> Instructions to follow
Restate the records below word for word, leaving nothing out.

> Entries shown

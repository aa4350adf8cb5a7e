// KV wire protocol: text-framed records with `::`-separated fields,
// tagged by a numeric message type.
//
//   request    transID::fromAddr::type::key[::value::replicaRole]
//   REPLY      transID::fromAddr::4::success(0|1)
//   READREPLY  transID::fromAddr::5::value
//
// Create and update requests carry the value and the target's replica
// role; read and delete requests end at the key. An empty READREPLY value
// denotes not-found. Keys and values must not contain the field
// separator.

use bytes::Bytes;
use serde::{Deserialize, Serialize};

use crate::common::{Address, TransId};
use crate::error::{KvError, Result};
use crate::ring::ReplicaRole;

const SEPARATOR: &str = "::";

const TAG_REPLY: u8 = 4;
const TAG_READREPLY: u8 = 5;

/// Client-visible CRUD operation.
#[derive(Debug, Clone, Copy, PartialEq, Eq, Serialize, Deserialize)]
pub enum KvOp {
    Create,
    Read,
    Update,
    Delete,
}

impl KvOp {
    pub fn tag(self) -> u8 {
        match self {
            KvOp::Create => 0,
            KvOp::Read => 1,
            KvOp::Update => 2,
            KvOp::Delete => 3,
        }
    }

    pub fn from_tag(tag: u8) -> Option<KvOp> {
        match tag {
            0 => Some(KvOp::Create),
            1 => Some(KvOp::Read),
            2 => Some(KvOp::Update),
            3 => Some(KvOp::Delete),
            _ => None,
        }
    }

    /// Whether requests of this op carry a value and replica role.
    pub fn carries_value(self) -> bool {
        matches!(self, KvOp::Create | KvOp::Update)
    }
}

#[derive(Debug, Clone, PartialEq, Eq)]
pub enum KvMessage {
    Request {
        trans_id: TransId,
        from: Address,
        op: KvOp,
        key: String,
        value: Option<String>,
        role: Option<ReplicaRole>,
    },
    Reply {
        trans_id: TransId,
        from: Address,
        success: bool,
    },
    ReadReply {
        trans_id: TransId,
        from: Address,
        value: String,
    },
}

impl KvMessage {
    pub fn encode(&self) -> Bytes {
        let text = match self {
            KvMessage::Request {
                trans_id,
                from,
                op,
                key,
                value,
                role,
            } => {
                if op.carries_value() {
                    format!(
                        "{}::{}::{}::{}::{}::{}",
                        trans_id,
                        from,
                        op.tag(),
                        key,
                        value.as_deref().unwrap_or(""),
                        role.unwrap_or(ReplicaRole::Primary).tag(),
                    )
                } else {
                    format!("{}::{}::{}::{}", trans_id, from, op.tag(), key)
                }
            }
            KvMessage::Reply {
                trans_id,
                from,
                success,
            } => format!(
                "{}::{}::{}::{}",
                trans_id,
                from,
                TAG_REPLY,
                u8::from(*success)
            ),
            KvMessage::ReadReply {
                trans_id,
                from,
                value,
            } => format!("{}::{}::{}::{}", trans_id, from, TAG_READREPLY, value),
        };
        Bytes::from(text)
    }

    pub fn decode(data: &[u8]) -> Result<KvMessage> {
        let text = std::str::from_utf8(data)
            .map_err(|_| KvError::Decode("kv frame is not utf-8".into()))?;
        let fields: Vec<&str> = text.split(SEPARATOR).collect();
        if fields.len() < 4 {
            return Err(KvError::Decode(format!(
                "kv frame has {} fields, expected at least 4",
                fields.len()
            )));
        }

        let trans_id: TransId = fields[0]
            .parse()
            .map_err(|_| KvError::Decode(format!("bad transID {:?}", fields[0])))?;
        let from: Address = fields[1].parse()?;
        let tag: u8 = fields[2]
            .parse()
            .map_err(|_| KvError::Decode(format!("bad message type {:?}", fields[2])))?;

        match tag {
            TAG_REPLY => {
                let success = match fields[3] {
                    "0" => false,
                    "1" => true,
                    other => {
                        return Err(KvError::Decode(format!("bad success flag {other:?}")))
                    }
                };
                Ok(KvMessage::Reply {
                    trans_id,
                    from,
                    success,
                })
            }
            TAG_READREPLY => Ok(KvMessage::ReadReply {
                trans_id,
                from,
                value: fields[3..].join(SEPARATOR),
            }),
            tag => {
                let op = KvOp::from_tag(tag)
                    .ok_or_else(|| KvError::Decode(format!("unknown kv message type {tag}")))?;
                let (value, role) = if op.carries_value() {
                    if fields.len() != 6 {
                        return Err(KvError::Decode(format!(
                            "{op:?} request has {} fields, expected 6",
                            fields.len()
                        )));
                    }
                    let role_tag: u8 = fields[5]
                        .parse()
                        .map_err(|_| KvError::Decode(format!("bad replica role {:?}", fields[5])))?;
                    let role = ReplicaRole::from_tag(role_tag).ok_or_else(|| {
                        KvError::Decode(format!("unknown replica role {role_tag}"))
                    })?;
                    (Some(fields[4].to_string()), Some(role))
                } else {
                    if fields.len() != 4 {
                        return Err(KvError::Decode(format!(
                            "{op:?} request has {} fields, expected 4",
                            fields.len()
                        )));
                    }
                    (None, None)
                };
                Ok(KvMessage::Request {
                    trans_id,
                    from,
                    op,
                    key: fields[3].to_string(),
                    value,
                    role,
                })
            }
        }
    }
}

> Solution below
repository aa4350adf8cb5a7e
// KV wire protocol: text-framed records with `::`-separated fields,
// tagged by a numeric message type.
//
//   request    transID::fromAddr::type::key[::value::replicaRole]
//   REPLY      transID::fromAddr::4::success(0|1)
//   READREPLY  transID::fromAddr::5::value
//
// Create and update requests carry the value and the target's replica
// role; read and delete requests end at the key. An empty READREPLY value
// denotes not-found. Keys and values must not contain the field
// separator.

use bytes::Bytes;
use serde::{Deserialize, Serialize};

use crate::common::{Address, TransId};
use crate::error::{KvError, Result};
use crate::ring::ReplicaRole;

const SEPARATOR: &str = "::";

const TAG_REPLY: u8 = 4;
const TAG_READREPLY: u8 = 5;

/// Client-visible CRUD operation.
#[derive(Debug, Clone, Copy, PartialEq, Eq, Serialize, Deserialize)]
pub enum KvOp {
    Create,
    Read,
    Update,
    Delete,
}

impl KvOp {
    pub fn tag(self) -> u8 {
        match self {
            KvOp::Create => 0,
            KvOp::Read => 1,
            KvOp::Update => 2,
            KvOp::Delete => 3,
        }
    }

    pub fn from_tag(tag: u8) -> Option<KvOp> {
        match tag {
            0 => Some(KvOp::Create),
            1 => Some(KvOp::Read),
            2 => Some(KvOp::Update),
            3 => Some(KvOp::Delete),
            _ => None,
        }
    }

    /// Whether requests of this op carry a value and replica role.
    pub fn carries_value(self) -> bool {
        matches!(self, KvOp::Create | KvOp::Update)
    }
}

#[derive(Debug, Clone, PartialEq, Eq)]
pub enum KvMessage {
    Request {
        trans_id: TransId,
        from: Address,
        op: KvOp,
        key: String,
        value: Option<String>,
        role: Option<ReplicaRole>,
    },
    Reply {
        trans_id: TransId,
        from: Address,
        success: bool,
    },
    ReadReply {
        trans_id: TransId,
        from: Address,
        value: String,
    },
}

impl KvMessage {
    pub fn encode(&self) -> Bytes {
        let text = match self {
            KvMessage::Request {
                trans_id,
                from,
                op,
                key,
                value,
                role,
            } => {
                if op.carries_value() {
                    format!(
                        "{}::{}::{}::{}::{}::{}",
                        trans_id,
                        from,
                        op.tag(),
                        key,
                        value.as_deref().unwrap_or(""),
                        role.unwrap_or(ReplicaRole::Primary).tag(),
                    )
                } else {
                    format!("{}::{}::{}::{}", trans_id, from, op.tag(), key)
                }
            }
            KvMessage::Reply {
                trans_id,
                from,
                success,
            } => format!(
                "{}::{}::{}::{}",
                trans_id,
                from,
                TAG_REPLY,
                u8::from(*success)
            ),
            KvMessage::ReadReply {
                trans_id,
                from,
                value,
            } => format!("{}::{}::{}::{}", trans_id, from, TAG_READREPLY, value),
        };
        Bytes::from(text)
    }

    pub fn decode(data: &[u8]) -> Result<KvMessage> {
        let text = std::str::from_utf8(data)
            .map_err(|_| KvError::Decode("kv frame is not utf-8".into()))?;
        let fields: Vec<&str> = text.split(SEPARATOR).collect();
        if fields.len() < 4 {
            return Err(KvError::Decode(format!(
                "kv frame has {} fields, expected at least 4",
                fields.len()
            )));
        }

        let trans_id: TransId = fields[0]
            .parse()
            .map_err(|_| KvError::Decode(format!("bad transID {:?}", fields[0])))?;
        let from: Address = fields[1].parse()?;
        let tag: u8 = fields[2]
            .parse()
            .map_err(|_| KvError::Decode(format!("bad message type {:?}", fields[2])))?;

        match tag {
            TAG_REPLY => {
                let success = match fields[3] {
                    "0" => false,
                    "1" => true,
                    other => {
                        return Err(KvError::Decode(format!("bad success flag {other:?}")))
                    }
                };
                Ok(KvMessage::Reply {
                    trans_id,
                    from,
                    success,
                })
            }
            TAG_READREPLY => Ok(KvMessage::ReadReply {
                trans_id,
                from,
                value: fields[3..].join(SEPARATOR),
            }),
            tag => {
                let op = KvOp::from_tag(tag)
                    .ok_or_else(|| KvError::Decode(format!("unknown kv message type {tag}")))?;
                let (value, role) = if op.carries_value() {
                    if fields.len() != 6 {
                        return Err(KvError::Decode(format!(
                            "{op:?} request has {} fields, expected 6",
                            fields.len()
                        )));
                    }
                    let role_tag: u8 = fields[5]
                        .parse()
                        .map_err(|_| KvError::Decode(format!("bad replica role {:?}", fields[5])))?;
                    let role = ReplicaRole::from_tag(role_tag).ok_or_else(|| {
                        KvError::Decode(format!("unknown replica role {role_tag}"))
                    })?;
                    (Some(fields[4].to_string()), Some(role))
                } else {
                    if fields.len() != 4 {
                        return Err(KvError::Decode(format!(
                            "{op:?} request has {} fields, expected 4",
                            fields.len()
                        )));
                    }
                    (None, None)
                };
                Ok(KvMessage::Request {
                    trans_id,
                    from,
                    op,
                    key: fields[3].to_string(),
                    value,
                    role,
                })
            }
        }
    }
}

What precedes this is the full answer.